Collected data:
************
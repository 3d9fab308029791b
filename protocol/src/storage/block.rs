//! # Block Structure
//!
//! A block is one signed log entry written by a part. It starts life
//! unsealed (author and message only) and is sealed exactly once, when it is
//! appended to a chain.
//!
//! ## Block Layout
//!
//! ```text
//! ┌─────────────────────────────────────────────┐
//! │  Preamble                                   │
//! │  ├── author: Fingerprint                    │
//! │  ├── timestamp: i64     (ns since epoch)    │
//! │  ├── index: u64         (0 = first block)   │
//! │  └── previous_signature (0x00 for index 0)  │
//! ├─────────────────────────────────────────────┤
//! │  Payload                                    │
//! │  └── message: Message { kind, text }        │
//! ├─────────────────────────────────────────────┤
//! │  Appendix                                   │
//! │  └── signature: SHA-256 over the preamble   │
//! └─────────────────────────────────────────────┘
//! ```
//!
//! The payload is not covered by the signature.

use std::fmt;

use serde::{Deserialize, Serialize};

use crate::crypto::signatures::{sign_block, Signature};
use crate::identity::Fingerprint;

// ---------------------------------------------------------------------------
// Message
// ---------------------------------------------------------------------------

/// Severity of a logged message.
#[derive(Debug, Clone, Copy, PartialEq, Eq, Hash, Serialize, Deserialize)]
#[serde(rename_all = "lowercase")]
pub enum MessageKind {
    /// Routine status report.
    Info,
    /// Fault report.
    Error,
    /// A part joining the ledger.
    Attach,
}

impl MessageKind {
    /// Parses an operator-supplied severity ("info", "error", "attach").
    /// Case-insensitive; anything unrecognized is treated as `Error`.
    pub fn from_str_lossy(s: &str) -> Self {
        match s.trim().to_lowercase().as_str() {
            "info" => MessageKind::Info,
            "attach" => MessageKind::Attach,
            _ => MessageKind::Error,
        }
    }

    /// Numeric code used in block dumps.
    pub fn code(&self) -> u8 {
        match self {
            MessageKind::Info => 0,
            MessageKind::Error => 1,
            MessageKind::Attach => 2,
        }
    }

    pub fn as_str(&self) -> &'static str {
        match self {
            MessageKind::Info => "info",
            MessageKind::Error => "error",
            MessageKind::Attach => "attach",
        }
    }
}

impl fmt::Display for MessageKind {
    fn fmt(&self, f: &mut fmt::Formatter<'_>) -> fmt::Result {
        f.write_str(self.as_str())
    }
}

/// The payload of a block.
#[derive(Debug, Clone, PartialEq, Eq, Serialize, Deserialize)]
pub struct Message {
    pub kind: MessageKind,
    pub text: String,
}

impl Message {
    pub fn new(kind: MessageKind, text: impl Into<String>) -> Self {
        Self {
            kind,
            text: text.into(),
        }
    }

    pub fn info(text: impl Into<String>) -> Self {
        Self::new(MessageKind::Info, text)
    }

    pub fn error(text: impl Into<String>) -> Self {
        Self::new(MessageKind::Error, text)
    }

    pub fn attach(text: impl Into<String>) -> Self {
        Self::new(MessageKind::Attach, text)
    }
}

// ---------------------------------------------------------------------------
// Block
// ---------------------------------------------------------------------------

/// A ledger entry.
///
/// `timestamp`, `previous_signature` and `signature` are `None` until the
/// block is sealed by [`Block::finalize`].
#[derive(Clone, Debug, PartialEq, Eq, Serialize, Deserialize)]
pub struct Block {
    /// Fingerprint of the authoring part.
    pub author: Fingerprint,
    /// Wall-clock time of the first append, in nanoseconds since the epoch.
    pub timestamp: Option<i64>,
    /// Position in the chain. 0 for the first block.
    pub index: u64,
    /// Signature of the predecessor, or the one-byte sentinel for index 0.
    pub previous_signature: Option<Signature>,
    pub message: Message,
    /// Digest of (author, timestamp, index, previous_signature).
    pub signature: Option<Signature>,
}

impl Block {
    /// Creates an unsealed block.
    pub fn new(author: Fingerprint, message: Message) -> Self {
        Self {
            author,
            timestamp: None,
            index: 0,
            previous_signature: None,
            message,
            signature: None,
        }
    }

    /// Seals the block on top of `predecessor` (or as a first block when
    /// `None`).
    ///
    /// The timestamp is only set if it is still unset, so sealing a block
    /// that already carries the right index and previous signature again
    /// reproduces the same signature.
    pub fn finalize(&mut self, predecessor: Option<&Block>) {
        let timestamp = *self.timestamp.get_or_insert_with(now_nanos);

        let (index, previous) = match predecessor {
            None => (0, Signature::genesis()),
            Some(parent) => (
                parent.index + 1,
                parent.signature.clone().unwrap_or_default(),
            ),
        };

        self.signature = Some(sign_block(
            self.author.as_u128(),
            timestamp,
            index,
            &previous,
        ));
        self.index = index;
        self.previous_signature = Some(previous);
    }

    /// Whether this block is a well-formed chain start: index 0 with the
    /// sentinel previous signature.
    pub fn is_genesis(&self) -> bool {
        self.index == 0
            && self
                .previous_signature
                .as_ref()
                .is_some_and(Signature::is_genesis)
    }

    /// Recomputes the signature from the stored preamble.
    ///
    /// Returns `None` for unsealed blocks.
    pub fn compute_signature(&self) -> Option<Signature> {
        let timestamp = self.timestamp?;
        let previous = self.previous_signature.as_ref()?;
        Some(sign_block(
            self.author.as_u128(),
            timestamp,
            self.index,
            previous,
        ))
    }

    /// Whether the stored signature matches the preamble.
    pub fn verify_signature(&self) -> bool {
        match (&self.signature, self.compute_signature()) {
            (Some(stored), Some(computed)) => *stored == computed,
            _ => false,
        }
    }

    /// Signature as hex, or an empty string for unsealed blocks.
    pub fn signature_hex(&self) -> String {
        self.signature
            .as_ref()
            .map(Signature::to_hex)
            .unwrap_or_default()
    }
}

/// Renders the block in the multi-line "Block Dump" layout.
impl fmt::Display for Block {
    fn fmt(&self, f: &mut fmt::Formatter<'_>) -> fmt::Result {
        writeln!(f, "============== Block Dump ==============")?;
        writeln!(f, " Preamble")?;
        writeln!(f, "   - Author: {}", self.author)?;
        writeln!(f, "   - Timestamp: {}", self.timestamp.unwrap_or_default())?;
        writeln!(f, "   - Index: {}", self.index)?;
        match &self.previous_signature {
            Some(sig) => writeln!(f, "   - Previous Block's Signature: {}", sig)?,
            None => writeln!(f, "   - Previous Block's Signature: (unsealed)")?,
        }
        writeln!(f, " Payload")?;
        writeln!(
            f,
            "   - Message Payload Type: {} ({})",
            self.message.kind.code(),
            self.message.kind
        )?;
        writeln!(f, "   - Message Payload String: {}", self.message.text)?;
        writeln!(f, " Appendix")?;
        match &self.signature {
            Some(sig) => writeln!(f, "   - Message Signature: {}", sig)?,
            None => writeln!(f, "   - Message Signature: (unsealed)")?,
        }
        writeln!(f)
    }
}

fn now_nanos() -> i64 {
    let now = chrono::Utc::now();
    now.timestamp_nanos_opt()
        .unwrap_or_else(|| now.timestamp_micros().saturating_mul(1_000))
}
************
▶ What to produce: Start at the top line of the records and retype them all exactly.

▶ Result:
repository 3d9fab308029791b
filename protocol/src/storage/block.rs
//! # Block Structure
//!
//! A block is one signed log entry written by a part. It starts life
//! unsealed (author and message only) and is sealed exactly once, when it is
//! appended to a chain.
//!
//! ## Block Layout
//!
//! ```text
//! ┌─────────────────────────────────────────────┐
//! │  Preamble                                   │
//! │  ├── author: Fingerprint                    │
//! │  ├── timestamp: i64     (ns since epoch)    │
//! │  ├── index: u64         (0 = first block)   │
//! │  └── previous_signature (0x00 for index 0)  │
//! ├─────────────────────────────────────────────┤
//! │  Payload                                    │
//! │  └── message: Message { kind, text }        │
//! ├─────────────────────────────────────────────┤
//! │  Appendix                                   │
//! │  └── signature: SHA-256 over the preamble   │
//! └─────────────────────────────────────────────┘
//! ```
//!
//! The payload is not covered by the signature.

use std::fmt;

use serde::{Deserialize, Serialize};

use crate::crypto::signatures::{sign_block, Signature};
use crate::identity::Fingerprint;

// ---------------------------------------------------------------------------
// Message
// ---------------------------------------------------------------------------

/// Severity of a logged message.
#[derive(Debug, Clone, Copy, PartialEq, Eq, Hash, Serialize, Deserialize)]
#[serde(rename_all = "lowercase")]
pub enum MessageKind {
    /// Routine status report.
    Info,
    /// Fault report.
    Error,
    /// A part joining the ledger.
    Attach,
}

impl MessageKind {
    /// Parses an operator-supplied severity ("info", "error", "attach").
    /// Case-insensitive; anything unrecognized is treated as `Error`.
    pub fn from_str_lossy(s: &str) -> Self {
        match s.trim().to_lowercase().as_str() {
            "info" => MessageKind::Info,
            "attach" => MessageKind::Attach,
            _ => MessageKind::Error,
        }
    }

    /// Numeric code used in block dumps.
    pub fn code(&self) -> u8 {
        match self {
            MessageKind::Info => 0,
            MessageKind::Error => 1,
            MessageKind::Attach => 2,
        }
    }

    pub fn as_str(&self) -> &'static str {
        match self {
            MessageKind::Info => "info",
            MessageKind::Error => "error",
            MessageKind::Attach => "attach",
        }
    }
}

impl fmt::Display for MessageKind {
    fn fmt(&self, f: &mut fmt::Formatter<'_>) -> fmt::Result {
        f.write_str(self.as_str())
    }
}

/// The payload of a block.
#[derive(Debug, Clone, PartialEq, Eq, Serialize, Deserialize)]
pub struct Message {
    pub kind: MessageKind,
    pub text: String,
}

impl Message {
    pub fn new(kind: MessageKind, text: impl Into<String>) -> Self {
        Self {
            kind,
            text: text.into(),
        }
    }

    pub fn info(text: impl Into<String>) -> Self {
        Self::new(MessageKind::Info, text)
    }

    pub fn error(text: impl Into<String>) -> Self {
        Self::new(MessageKind::Error, text)
    }

    pub fn attach(text: impl Into<String>) -> Self {
        Self::new(MessageKind::Attach, text)
    }
}

// ---------------------------------------------------------------------------
// Block
// ---------------------------------------------------------------------------

/// A ledger entry.
///
/// `timestamp`, `previous_signature` and `signature` are `None` until the
/// block is sealed by [`Block::finalize`].
#[derive(Clone, Debug, PartialEq, Eq, Serialize, Deserialize)]
pub struct Block {
    /// Fingerprint of the authoring part.
    pub author: Fingerprint,
    /// Wall-clock time of the first append, in nanoseconds since the epoch.
    pub timestamp: Option<i64>,
    /// Position in the chain. 0 for the first block.
    pub index: u64,
    /// Signature of the predecessor, or the one-byte sentinel for index 0.
    pub previous_signature: Option<Signature>,
    pub message: Message,
    /// Digest of (author, timestamp, index, previous_signature).
    pub signature: Option<Signature>,
}

impl Block {
    /// Creates an unsealed block.
    pub fn new(author: Fingerprint, message: Message) -> Self {
        Self {
            author,
            timestamp: None,
            index: 0,
            previous_signature: None,
            message,
            signature: None,
        }
    }

    /// Seals the block on top of `predecessor` (or as a first block when
    /// `None`).
    ///
    /// The timestamp is only set if it is still unset, so sealing a block
    /// that already carries the right index and previous signature again
    /// reproduces the same signature.
    pub fn finalize(&mut self, predecessor: Option<&Block>) {
        let timestamp = *self.timestamp.get_or_insert_with(now_nanos);

        let (index, previous) = match predecessor {
            None => (0, Signature::genesis()),
            Some(parent) => (
                parent.index + 1,
                parent.signature.clone().unwrap_or_default(),
            ),
        };

        self.signature = Some(sign_block(
            self.author.as_u128(),
            timestamp,
            index,
            &previous,
        ));
        self.index = index;
        self.previous_signature = Some(previous);
    }

    /// Whether this block is a well-formed chain start: index 0 with the
    /// sentinel previous signature.
    pub fn is_genesis(&self) -> bool {
        self.index == 0
            && self
                .previous_signature
                .as_ref()
                .is_some_and(Signature::is_genesis)
    }

    /// Recomputes the signature from the stored preamble.
    ///
    /// Returns `None` for unsealed blocks.
    pub fn compute_signature(&self) -> Option<Signature> {
        let timestamp = self.timestamp?;
        let previous = self.previous_signature.as_ref()?;
        Some(sign_block(
            self.author.as_u128(),
            timestamp,
            self.index,
            previous,
        ))
    }

    /// Whether the stored signature matches the preamble.
    pub fn verify_signature(&self) -> bool {
        match (&self.signature, self.compute_signature()) {
            (Some(stored), Some(computed)) => *stored == computed,
            _ => false,
        }
    }

    /// Signature as hex, or an empty string for unsealed blocks.
    pub fn signature_hex(&self) -> String {
        self.signature
            .as_ref()
            .map(Signature::to_hex)
            .unwrap_or_default()
    }
}

/// Renders the block in the multi-line "Block Dump" layout.
impl fmt::Display for Block {
    fn fmt(&self, f: &mut fmt::Formatter<'_>) -> fmt::Result {
        writeln!(f, "============== Block Dump ==============")?;
        writeln!(f, " Preamble")?;
        writeln!(f, "   - Author: {}", self.author)?;
        writeln!(f, "   - Timestamp: {}", self.timestamp.unwrap_or_default())?;
        writeln!(f, "   - Index: {}", self.index)?;
        match &self.previous_signature {
            Some(sig) => writeln!(f, "   - Previous Block's Signature: {}", sig)?,
            None => writeln!(f, "   - Previous Block's Signature: (unsealed)")?,
        }
        writeln!(f, " Payload")?;
        writeln!(
            f,
            "   - Message Payload Type: {} ({})",
            self.message.kind.code(),
            self.message.kind
        )?;
        writeln!(f, "   - Message Payload String: {}", self.message.text)?;
        writeln!(f, " Appendix")?;
        match &self.signature {
            Some(sig) => writeln!(f, "   - Message Signature: {}", sig)?,
            None => writeln!(f, "   - Message Signature: (unsealed)")?,
        }
        writeln!(f)
    }
}

fn now_nanos() -> i64 {
    let now = chrono::Utc::now();
    now.timestamp_nanos_opt()
        .unwrap_or_else(|| now.timestamp_micros().saturating_mul(1_000))
}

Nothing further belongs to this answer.